In the early 1990s, unemployment shot up by about 10 per cent in Sweden but suicides marched steadily downward; there was no effect. In Spain, on the other hand, which had similar periods where unemployment went up or down suddenly, the suicide rate moved along with it, and the rates were more closely related. Social protections introduced by governments can make a difference. It is those who are already vulnerable, like migrants or refugees, who are going to be much more exposed when times are hard.

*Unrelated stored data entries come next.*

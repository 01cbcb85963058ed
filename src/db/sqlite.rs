use crate::db::models::{Author, Book, BookFilter, NewBook};
use crate::db::schema::SQLITE_INIT;
use crate::error::AppError;
use chrono::Utc;
use sqlx::{Pool, Sqlite};

pub type SqlitePool = Pool<Sqlite>;

const BOOK_COLUMNS: &str = r#"
    SELECT b.id, b.title, b.description, b.publish_date, b.page_count,
           b.author_id, a.name AS author_name, b.created_at
    FROM books b
    JOIN authors a ON a.id = b.author_id
"#;

/// Result of trying to delete an author.
#[derive(Debug, Clone, Copy, PartialEq, Eq)]
pub enum AuthorDeletion {
    Deleted,
    /// Authors that still have books are kept.
    HasBooks,
}

#[derive(Clone)]
pub struct LibraryStorage {
    pool: SqlitePool,
}

impl LibraryStorage {
    pub fn new(pool: SqlitePool) -> Self {
        Self { pool }
    }

    /// Close every connection in the pool.
    pub async fn close(&self) {
        self.pool.close().await;
    }

    /// Initialize the schema by executing the bundled DDL.
    pub async fn init_schema(&self) -> Result<(), AppError> {
        // sqlx::query runs a single statement, so split the script.
        for stmt in SQLITE_INIT.split(';') {
            let s = stmt.trim();
            if s.is_empty() {
                continue;
            }
            sqlx::query(s).execute(&self.pool).await?;
        }
        Ok(())
    }

    /// Authors ordered by name, optionally filtered by a case-insensitive substring.
    pub async fn list_authors(&self, name: Option<&str>) -> Result<Vec<Author>, AppError> {
        let pattern = format!("%{}%", name.unwrap_or("").trim());
        let rows = sqlx::query_as::<_, Author>(
            "SELECT id, name, created_at FROM authors WHERE name LIKE ? ORDER BY name, id",
        )
        .bind(pattern)
        .fetch_all(&self.pool)
        .await?;
        Ok(rows)
    }

    pub async fn get_author(&self, id: i64) -> Result<Author, AppError> {
        sqlx::query_as::<_, Author>("SELECT id, name, created_at FROM authors WHERE id = ?")
            .bind(id)
            .fetch_optional(&self.pool)
            .await?
            .ok_or(AppError::NotFound)
    }

    /// Insert an author. Returns the row id.
    pub async fn insert_author(&self, name: &str) -> Result<i64, AppError> {
        let res = sqlx::query("INSERT INTO authors (name, created_at) VALUES (?, ?)")
            .bind(name)
            .bind(Utc::now())
            .execute(&self.pool)
            .await?;
        Ok(res.last_insert_rowid())
    }

    pub async fn update_author(&self, id: i64, name: &str) -> Result<(), AppError> {
        let res = sqlx::query("UPDATE authors SET name = ? WHERE id = ?")
            .bind(name)
            .bind(id)
            .execute(&self.pool)
            .await?;
        if res.rows_affected() == 0 {
            return Err(AppError::NotFound);
        }
        Ok(())
    }

    pub async fn delete_author(&self, id: i64) -> Result<AuthorDeletion, AppError> {
        let mut tx = self.pool.begin().await?;

        let (book_count,): (i64,) = sqlx::query_as("SELECT COUNT(*) FROM books WHERE author_id = ?")
            .bind(id)
            .fetch_one(&mut *tx)
            .await?;
        if book_count > 0 {
            return Ok(AuthorDeletion::HasBooks);
        }

        let res = sqlx::query("DELETE FROM authors WHERE id = ?")
            .bind(id)
            .execute(&mut *tx)
            .await?;
        if res.rows_affected() == 0 {
            return Err(AppError::NotFound);
        }

        tx.commit().await?;
        Ok(AuthorDeletion::Deleted)
    }

    /// Most recently added books first.
    pub async fn recent_books(&self, limit: i64) -> Result<Vec<Book>, AppError> {
        let sql = format!("{BOOK_COLUMNS} ORDER BY b.created_at DESC, b.id DESC LIMIT ?");
        let rows = sqlx::query_as::<_, Book>(&sql)
            .bind(limit)
            .fetch_all(&self.pool)
            .await?;
        Ok(rows)
    }

    pub async fn books_by_author(&self, author_id: i64, limit: i64) -> Result<Vec<Book>, AppError> {
        let sql = format!(
            "{BOOK_COLUMNS} WHERE b.author_id = ? ORDER BY b.created_at DESC, b.id DESC LIMIT ?"
        );
        let rows = sqlx::query_as::<_, Book>(&sql)
            .bind(author_id)
            .bind(limit)
            .fetch_all(&self.pool)
            .await?;
        Ok(rows)
    }

    /// Books matching the filter; date bounds are inclusive.
    pub async fn list_books(&self, filter: &BookFilter) -> Result<Vec<Book>, AppError> {
        let sql = format!(
            r#"{BOOK_COLUMNS}
            WHERE b.title LIKE ?
              AND (? IS NULL OR b.publish_date <= ?)
              AND (? IS NULL OR b.publish_date >= ?)
            ORDER BY b.title, b.id"#
        );
        let pattern = format!("%{}%", filter.title.as_deref().unwrap_or("").trim());
        let rows = sqlx::query_as::<_, Book>(&sql)
            .bind(pattern)
            .bind(filter.published_before)
            .bind(filter.published_before)
            .bind(filter.published_after)
            .bind(filter.published_after)
            .fetch_all(&self.pool)
            .await?;
        Ok(rows)
    }

    pub async fn get_book(&self, id: i64) -> Result<Book, AppError> {
        let sql = format!("{BOOK_COLUMNS} WHERE b.id = ?");
        sqlx::query_as::<_, Book>(&sql)
            .bind(id)
            .fetch_optional(&self.pool)
            .await?
            .ok_or(AppError::NotFound)
    }

    /// Insert a book. Returns the row id.
    pub async fn insert_book(&self, book: &NewBook) -> Result<i64, AppError> {
        let res = sqlx::query(
            r#"
            INSERT INTO books (title, description, publish_date, page_count, author_id, created_at)
            VALUES (?, ?, ?, ?, ?, ?)
            "#,
        )
        .bind(&book.title)
        .bind(&book.description)
        .bind(book.publish_date)
        .bind(book.page_count)
        .bind(book.author_id)
        .bind(Utc::now())
        .execute(&self.pool)
        .await?;
        Ok(res.last_insert_rowid())
    }

    pub async fn update_book(&self, id: i64, book: &NewBook) -> Result<(), AppError> {
        let res = sqlx::query(
            r#"UPDATE books SET
                title = ?,
                description = ?,
                publish_date = ?,
                page_count = ?,
                author_id = ?
              WHERE id = ?"#,
        )
        .bind(&book.title)
        .bind(&book.description)
        .bind(book.publish_date)
        .bind(book.page_count)
        .bind(book.author_id)
        .bind(id)
        .execute(&self.pool)
        .await?;
        if res.rows_affected() == 0 {
            return Err(AppError::NotFound);
        }
        Ok(())
    }

    pub async fn delete_book(&self, id: i64) -> Result<(), AppError> {
        let res = sqlx::query("DELETE FROM books WHERE id = ?")
            .bind(id)
            .execute(&self.pool)
            .await?;
        if res.rows_affected() == 0 {
            return Err(AppError::NotFound);
        }
        Ok(())
    }
}

#[cfg(test)]
mod tests {
    use super::*;
    use crate::db::Database;
    use chrono::NaiveDate;

    async fn storage(dir: &tempfile::TempDir) -> LibraryStorage {
        let url = format!("sqlite:{}", dir.path().join("library.sqlite").display());
        let db = Database::disconnected();
        db.connect(&url).await.expect("connect");
        db.storage().expect("connected").clone()
    }

    fn book(title: &str, author_id: i64, date: (i32, u32, u32)) -> NewBook {
        NewBook {
            title: title.to_string(),
            description: None,
            publish_date: NaiveDate::from_ymd_opt(date.0, date.1, date.2).expect("date"),
            page_count: 100,
            author_id,
        }
    }

    #[tokio::test]
    async fn authors_are_searchable_by_name() {
        let dir = tempfile::tempdir().expect("tempdir");
        let store = storage(&dir).await;
        store.insert_author("Ursula K. Le Guin").await.unwrap();
        store.insert_author("Terry Pratchett").await.unwrap();

        let all = store.list_authors(None).await.unwrap();
        assert_eq!(all.len(), 2);
        assert_eq!(all[0].name, "Terry Pratchett");

        let hits = store.list_authors(Some("guin")).await.unwrap();
        assert_eq!(hits.len(), 1);
        assert_eq!(hits[0].name, "Ursula K. Le Guin");
    }

    #[tokio::test]
    async fn author_with_books_is_not_deleted() {
        let dir = tempfile::tempdir().expect("tempdir");
        let store = storage(&dir).await;
        let author = store.insert_author("Iain M. Banks").await.unwrap();
        let book_id = store
            .insert_book(&book("Excession", author, (1996, 1, 1)))
            .await
            .unwrap();

        assert_eq!(
            store.delete_author(author).await.unwrap(),
            AuthorDeletion::HasBooks
        );
        store.delete_book(book_id).await.unwrap();
        assert_eq!(
            store.delete_author(author).await.unwrap(),
            AuthorDeletion::Deleted
        );
        assert!(matches!(
            store.get_author(author).await,
            Err(AppError::NotFound)
        ));
    }

    #[tokio::test]
    async fn book_filter_bounds_are_inclusive() {
        let dir = tempfile::tempdir().expect("tempdir");
        let store = storage(&dir).await;
        let author = store.insert_author("Octavia E. Butler").await.unwrap();
        store
            .insert_book(&book("Kindred", author, (1979, 6, 1)))
            .await
            .unwrap();
        store
            .insert_book(&book("Parable of the Sower", author, (1993, 10, 1)))
            .await
            .unwrap();

        let filter = BookFilter {
            published_after: NaiveDate::from_ymd_opt(1979, 6, 1),
            published_before: NaiveDate::from_ymd_opt(1980, 1, 1),
            ..BookFilter::default()
        };
        let books = store.list_books(&filter).await.unwrap();
        assert_eq!(books.len(), 1);
        assert_eq!(books[0].title, "Kindred");
        assert_eq!(books[0].author_name, "Octavia E. Butler");

        let filter = BookFilter {
            title: Some("sower".to_string()),
            ..BookFilter::default()
        };
        assert_eq!(store.list_books(&filter).await.unwrap().len(), 1);
    }

    #[tokio::test]
    async fn recent_books_are_newest_first() {
        let dir = tempfile::tempdir().expect("tempdir");
        let store = storage(&dir).await;
        let author = store.insert_author("N. K. Jemisin").await.unwrap();
        for title in ["The Fifth Season", "The Obelisk Gate", "The Stone Sky"] {
            store
                .insert_book(&book(title, author, (2015, 8, 4)))
                .await
                .unwrap();
        }

        let recent = store.recent_books(2).await.unwrap();
        let titles: Vec<&str> = recent.iter().map(|b| b.title.as_str()).collect();
        assert_eq!(titles, vec!["The Stone Sky", "The Obelisk Gate"]);
    }

    #[tokio::test]
    async fn updating_missing_rows_is_not_found() {
        let dir = tempfile::tempdir().expect("tempdir");
        let store = storage(&dir).await;
        assert!(matches!(
            store.update_author(99, "Nobody").await,
            Err(AppError::NotFound)
        ));
        assert!(matches!(
            store.update_book(99, &book("Missing", 1, (2000, 1, 1))).await,
            Err(AppError::NotFound)
        ));
    }
}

For example, in Sweden, more money is spent on labour market protections to help people. Research shows that when people lose their jobs there's a critical 12-month period during which attempts can be made to give them hope, to help them get back on their feet and help them cope with the negative mental impacts of unemployment. However, most of the mental distress and suffering continues for two more years. This may be due to the way our society emphasises how important it is to have a job and to not be lazy, and how it puts pressure on people. So much of our lives and well-being are wrapped up in our work. Work provides a sense of who you are, an identity. Even if there are not many jobs available that give people a reason to wake up in the morning and something to look forward to, employment can have a crucial impact on well-being.

One interesting finding in the literature is that, in terms of the risk of suicide, losing your job is not as bad for you as just being afraid of losing your job. Some populations are more vulnerable, and we looked to the UK to try to extend some of the social safety nets that can make a difference. What we found was that each additional £70 or so would bring down the effect of unemployment on suicide by about 0.4 per cent. The point is that when you spend more than £140 per head of population, rising unemployment has no effect on suicide .

Well, what does this mean? To put it in perspective, Britain spent about £18,000 per person on bailing out the bank system to keep suicides from rising. Britain would just need to spend less that 1 per cent of that on programmes to help people quickly get back into jobs.

People losing jobs in manufacturing and the motor industry are the ones really at risk, not those working in banks and the financial sector. Even with the available research evidence there is no public outcry or demand for protections to be put in place for ordinary people whose lives are literally at risk. I worry the most about people in their mid-40s with families. These are the people who are going to have a tough time getting appropriate jobs or any job if they lose their job during the crisis, and the government has been almost silent on that demographic.

It is not just about trying to find a perpetrator. I am not saying that Gordon Brown is killing millions of British people by cutting social spending. I am saying that an additional £50 per head in Britain could save many lives, hundreds if not thousands. We estimated that, if nothing changes, the financial crisis will lead to about 300 additional suicides in Britain. That's just the tip of the iceberg. We can't measure all the failed suicide attempts. We can't measure the mental distress that we see in this kind of picture. But the data don't lie and many people say this crisis is different and could be even worse, especially if we scale back on social safety nets.

It is tricky with the inequality in society. It's not necessarily the inequality that people are more spread out but who's more affected and who's more vulnerable.


This is an edited transcript and It is based on research published in July 2009, Stuckler, D., Basu, S., Suhrcke, M/, Coutts, A. and McKee, M., 'The public health effect of economic crises and alternative policy responses in Europe: an empirical analysis', The Lancet Vol 374 No. 9686 pp315-323.